Он рассмеялся, потрепал Эдуара по плечу и ушел в комнату. Эдуар проводил его взглядом со странным ощущением безнадежности. В эту минуту он готов был отдать свою правую руку на отсечение, лишь бы этот человек, которого он так ненавидел, прожил еще хотя бы год. Он чувствовал, что в этой среде, блестящей и отвратительной одновременно, куда вовлек его успех, Жолье был единственным рыцарем изящества и любви к Искусству, в которой с такой готовностью признавалась Тони д'Альбре. Он понимал, что потерял друга в тот самый миг, когда его обрел. Знал, что Жолье правильно оценил роль Пенелопы. И если он ему не лгал, вернее, больше не лгал – то потому, что на вранье у него не было больше времени.
Беатрис вернулась часом позже, с покрасневшими глазами. Она села на подлокотник кресла Эдуара и уткнулась ему в плечо, чего никогда не делала раньше. Она ничего ему не сказала, он тоже воздержался от вопросов. Только потом, уже ночью, она спросила его нежным, почти умоляющим голосом, какого он у нее не знал, не хочет ли он провести вместе с ней несколько дней на солнышке, отправившись на следующей неделе вместе с Жолье на юг, на его виллу…
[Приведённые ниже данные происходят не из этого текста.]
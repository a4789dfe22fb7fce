//! The guide data model: a title, one base image, and an ordered list of
//! pinned sections. A pin's display number is its 1-based position in the
//! list, so order must survive every operation and the export/import cycle.

use serde::{Deserialize, Serialize};

use crate::category::CategoryKey;

pub const DEFAULT_GUIDE_TITLE: &str = "My Interactive Guide";
pub const DEFAULT_SECTION_TITLE: &str = "New Section";
pub const DEFAULT_SECTION_CONTENT: &str = "Add your detailed notes here.";

/// One pinned section. The JSON shape (field names, `categoryKey`, percentage
/// coordinates) matches the payload embedded in exported guides.
#[derive(Clone, Debug, PartialEq, Serialize, Deserialize)]
pub struct Section {
    pub id: String,
    pub title: String,
    /// Rich text as HTML markup; may embed `<img>` tags with data-URI sources.
    pub content: String,
    #[serde(rename = "categoryKey")]
    pub category_key: CategoryKey,
    /// Pin position as percentages of the image's rendered box, in [0, 100].
    pub x: f64,
    pub y: f64,
}

/// Field-level update for [`Guide::update_section`]; `None` leaves the field
/// as it was.
#[derive(Clone, Debug, Default)]
pub struct SectionPatch {
    pub title: Option<String>,
    pub content: Option<String>,
    pub category_key: Option<CategoryKey>,
    pub position: Option<(f64, f64)>,
}

impl SectionPatch {
    fn apply(self, mut section: Section) -> Section {
        if let Some(title) = self.title {
            section.title = title;
        }
        if let Some(content) = self.content {
            section.content = content;
        }
        if let Some(key) = self.category_key {
            section.category_key = key;
        }
        if let Some((x, y)) = self.position {
            section.x = x;
            section.y = y;
        }
        section
    }
}

#[derive(Clone, Debug)]
pub struct Guide {
    pub title: String,
    /// Base image as a data URI. At most one; replacing it resets the guide.
    pub image: Option<String>,
    pub sections: Vec<Section>,
    /// Per-guide sequence appended to minted ids so that adds landing on the
    /// same millisecond still get distinct ids.
    next_seq: u64,
}

impl Guide {
    pub fn new() -> Self {
        Guide {
            title: DEFAULT_GUIDE_TITLE.to_string(),
            image: None,
            sections: Vec::new(),
            next_seq: 0,
        }
    }

    /// Wholesale replacement on a new image upload: default title, no
    /// sections. The caller is responsible for clearing its own
    /// active/editing references.
    pub fn reset_with_image(&mut self, data_uri: String) {
        *self = Guide {
            image: Some(data_uri),
            ..Guide::new()
        };
    }

    /// Replacement from a successful import. Sections arrive already
    /// validated by the codec.
    pub fn replace_from_import(&mut self, title: String, image: String, sections: Vec<Section>) {
        *self = Guide {
            title,
            image: Some(image),
            sections,
            next_seq: 0,
        };
    }

    fn mint_id(&mut self) -> String {
        let millis = chrono::Utc::now().timestamp_millis();
        let seq = self.next_seq;
        self.next_seq += 1;
        format!("section-{millis}-{seq}")
    }

    /// Appends a new section with default title/content/category at the given
    /// normalized position and returns its id. The position is produced by
    /// the interaction layer and is already inside [0, 100].
    pub fn add_section(&mut self, x: f64, y: f64) -> String {
        let id = self.mint_id();
        self.sections.push(Section {
            id: id.clone(),
            title: DEFAULT_SECTION_TITLE.to_string(),
            content: DEFAULT_SECTION_CONTENT.to_string(),
            category_key: CategoryKey::default(),
            x,
            y,
        });
        id
    }

    /// Replaces the patched fields on the section matching `id` by rebuilding
    /// the sequence. A stale id is a silent no-op; the return value reports
    /// whether anything matched.
    pub fn update_section(&mut self, id: &str, patch: SectionPatch) -> bool {
        let found = self.sections.iter().any(|s| s.id == id);
        if !found {
            tracing::debug!(id, "update for unknown section ignored");
            return false;
        }
        self.sections = std::mem::take(&mut self.sections)
            .into_iter()
            .map(|s| {
                if s.id == id {
                    patch.clone().apply(s)
                } else {
                    s
                }
            })
            .collect();
        true
    }

    /// Removes the section matching `id`. A stale id is a silent no-op.
    pub fn delete_section(&mut self, id: &str) -> bool {
        let before = self.sections.len();
        self.sections.retain(|s| s.id != id);
        let found = self.sections.len() != before;
        if !found {
            tracing::debug!(id, "delete for unknown section ignored");
        }
        found
    }

    pub fn section(&self, id: &str) -> Option<&Section> {
        self.sections.iter().find(|s| s.id == id)
    }

    /// 1-based display number of a section, i.e. the label on its pin.
    pub fn display_number(&self, id: &str) -> Option<usize> {
        self.sections.iter().position(|s| s.id == id).map(|i| i + 1)
    }
}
– Конечно… – сказал Эдуар.
Он нежно целовал ее глаза, щеки, лоб, будто утешал несчастного ребенка.
– …Конечно, мы поедем, обязательно…
Он впервые чувствовал себя сильнее и мудрее, чем она, впервые смутно почувствовал, что она нуждается в нем, и его захлестнуло ощущение счастья, без провалов, недомолвок и впервые без страха, настолько сильное, что на глазах выступили слезы.
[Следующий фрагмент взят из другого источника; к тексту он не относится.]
use std::fmt;
use std::io::{self, Read};

use hmac::{Hmac, Mac};
use sha1::Sha1;

use crate::buf::for_each_block;
use crate::key::SigningKey;
use crate::source::FileSource;
use crate::spk::SpkError;

type HmacSha1 = Hmac<Sha1>;

pub const CHECKSUM_LEN: usize = 16;
pub const SIGNATURE_LEN: usize = 20;

// Fill pattern of the signature field when no key is configured
pub const UNSIGNED_FILL: u8 = 0xAA;

// MD5 of the file content
#[derive(PartialEq, Eq, Clone, Copy)]
pub struct Checksum([u8; CHECKSUM_LEN]);

// HMAC-SHA1 of the file content, or the unsigned fill pattern
#[derive(PartialEq, Eq, Clone, Copy)]
pub struct Signature([u8; SIGNATURE_LEN]);

impl Checksum {
    pub fn as_bytes(&self) -> &[u8; CHECKSUM_LEN] {
        &self.0
    }
}

impl Signature {
    pub fn unsigned() -> Self {
        Signature([UNSIGNED_FILL; SIGNATURE_LEN])
    }

    pub fn is_unsigned(&self) -> bool {
        *self == Self::unsigned()
    }

    pub fn as_bytes(&self) -> &[u8; SIGNATURE_LEN] {
        &self.0
    }
}

impl From<[u8; CHECKSUM_LEN]> for Checksum {
    fn from(bytes: [u8; CHECKSUM_LEN]) -> Self {
        Checksum(bytes)
    }
}

impl From<[u8; SIGNATURE_LEN]> for Signature {
    fn from(bytes: [u8; SIGNATURE_LEN]) -> Self {
        Signature(bytes)
    }
}

impl fmt::Debug for Checksum {
    fn fmt(&self, f: &mut fmt::Formatter<'_>) -> fmt::Result {
        write!(f, "Checksum({})", hex::encode(self.0))
    }
}

impl fmt::Debug for Signature {
    fn fmt(&self, f: &mut fmt::Formatter<'_>) -> fmt::Result {
        write!(f, "Signature({})", hex::encode(self.0))
    }
}

#[derive(PartialEq, Eq, Clone, Copy, Debug)]
pub struct Digests {
    pub checksum: Checksum,
    pub signature: Signature,
}

/// Computes the per file checksum and (optionally keyed) signature.
///
/// With `skip_data` set the content is never read and both digests are
/// taken over empty input, mirroring the data-less test archives.
#[derive(Debug, Clone, Default)]
pub struct Digester {
    key: Option<SigningKey>,
    skip_data: bool,
}

impl Digester {
    pub fn new(key: Option<SigningKey>) -> Self {
        Digester {
            key,
            skip_data: false,
        }
    }

    pub fn skip_data(mut self, skip: bool) -> Self {
        self.skip_data = skip;
        self
    }

    pub fn is_signing(&self) -> bool {
        self.key.is_some()
    }

    // Digest a whole stream, returns the digests and the byte count seen
    pub fn digest<R: Read>(&self, reader: &mut R) -> io::Result<(Digests, u64)> {
        let mut md5_sum = md5::Context::new();
        let mut hmac_sum = match &self.key {
            None => None,
            Some(key) => Some(HmacSha1::new_from_slice(key.as_bytes()).map_err(|_| {
                io::Error::new(io::ErrorKind::InvalidInput, "unusable hmac key")
            })?),
        };

        let len = for_each_block(reader, |block| {
            md5_sum.consume(block);
            if let Some(mac) = hmac_sum.as_mut() {
                mac.update(block);
            }
        })?;

        let signature = match hmac_sum {
            None => Signature::unsigned(),
            Some(mac) => {
                let mut bytes = [0u8; SIGNATURE_LEN];
                bytes.copy_from_slice(&mac.finalize().into_bytes());
                Signature(bytes)
            }
        };

        Ok((
            Digests {
                checksum: Checksum(md5_sum.compute().0),
                signature,
            },
            len,
        ))
    }

    pub fn digest_source(
        &self,
        path: &str,
        source: &FileSource,
        expected: u64,
    ) -> Result<Digests, SpkError> {
        if self.skip_data {
            return Ok(self.digest(&mut io::empty())?.0);
        }

        let mut reader = source.open()?;
        let (digests, actual) = self.digest(&mut reader)?;

        if actual != expected {
            return Err(SpkError::LengthMismatch {
                path: path.to_string(),
                expected,
                actual,
            });
        }
        Ok(digests)
    }
}

#[cfg(test)]
mod test_digester {
    use super::*;

    fn digest(digester: &Digester, data: &[u8]) -> Digests {
        digester.digest(&mut &data[..]).unwrap().0
    }

    #[test]
    fn md5_known_answers() {
        let digester = Digester::default();

        assert_eq!(
            hex::encode(digest(&digester, b"").checksum.as_bytes()),
            "d41d8cd98f00b204e9800998ecf8427e"
        );
        assert_eq!(
            hex::encode(digest(&digester, b"abc").checksum.as_bytes()),
            "900150983cd24fb0d6963f7d28e17f72"
        );
    }

    #[test]
    fn unsigned_fill() {
        let digests = digest(&Digester::new(None), b"Hello World!");

        assert!(digests.signature.is_unsigned());
        assert_eq!(digests.signature.as_bytes(), &[0xAA; 20]);
    }

    #[test]
    fn hmac_sha1_known_answer() {
        // RFC 2202 test case 2
        let digester = Digester::new(Some(SigningKey::new(b"Jefe")));
        let digests = digest(&digester, b"what do ya want for nothing?");

        assert_eq!(
            hex::encode(digests.signature.as_bytes()),
            "effcdf6ae5eb2fa2d27416d5f184df9c259a7c79"
        );
    }

    #[test]
    fn deterministic() {
        let digester = Digester::new(Some(SigningKey::new(&[7; 16])));

        assert_eq!(digest(&digester, b"payload"), digest(&digester, b"payload"));
    }

    #[test]
    fn one_byte_changes_checksum() {
        let digester = Digester::new(Some(SigningKey::new(&[7; 16])));
        let a = digest(&digester, b"payload");
        let b = digest(&digester, b"paylOad");

        assert_ne!(a.checksum, b.checksum);
        assert_ne!(a.signature, b.signature);
    }

    #[test]
    fn counts_bytes() {
        let data = vec![3u8; 100_000];
        let (_, len) = Digester::default().digest(&mut &data[..]).unwrap();

        assert_eq!(len, 100_000);
    }

    #[test]
    fn length_mismatch() {
        let source = FileSource::from(b"0123456789".to_vec());
        let err = Digester::default()
            .digest_source("a.bin", &source, 11)
            .unwrap_err();

        assert!(matches!(
            err,
            SpkError::LengthMismatch {
                expected: 11,
                actual: 10,
                ..
            }
        ));
    }

    #[test]
    fn skip_data_ignores_content() {
        let source = FileSource::from(b"0123456789".to_vec());
        let digests = Digester::default()
            .skip_data(true)
            .digest_source("a.bin", &source, 999)
            .unwrap();

        assert_eq!(
            hex::encode(digests.checksum.as_bytes()),
            "d41d8cd98f00b204e9800998ecf8427e"
        );
    }
}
– Кстати, – продолжал голос Беатрис рядом с ним, – не мешает немного загореть…
Две недели спустя Эдуар стоял на террасе, опираясь на перила, и смотрел на море. Вдалеке от берега шел подгоняемый ветром парусник, и благодаря мощному биноклю, взятому у Жолье, Эдуар мог различить на нем профиль Беатрис и еще чей-то профиль: какой-то молодой человек целовал ее в губы. Скрестив загорелые руки на затылке, Беатрис улыбалась; тело ее было золотистым и стройным, волосы развевались на ветру, она была красива. Теперь молодой человек перешел от губ к груди. Бинокль выскользнул из влажных рук Эдуара, и он нервно поднял его. В десяти метрах от него Жолье, в костюме из белого тика, с погасшей сигаретой в руке, наблюдал за ним. Похоже, он тоже смотрел в бинокль и тоже видел Беатрис, потому что улыбка его была печальной. Эдуар опять навел бинокль на море, оно прыгало у него перед глазами, неспокойное, пенистое и пустынное. Но вот он опять нашел Беатрис, она больше не улыбалась: закрыв глаза, она запрокинула голову назад, головы молодого человека не было видно из-за планшира. Вдруг Эдуар увидел, как Беатрис откинулась назад, рот у нее раскрылся, и он инстинктивно, смехотворным движением заткнул себе уши. Бинокль упал и разбился где-то внизу о камни. Когда Эдуар обернулся, позади никого не было – только вянущая мимоза, вычурный пустынный дворик и у колонны – похожая на королеву из трагического водевиля, устрашающая и смешная, – стояла ревность.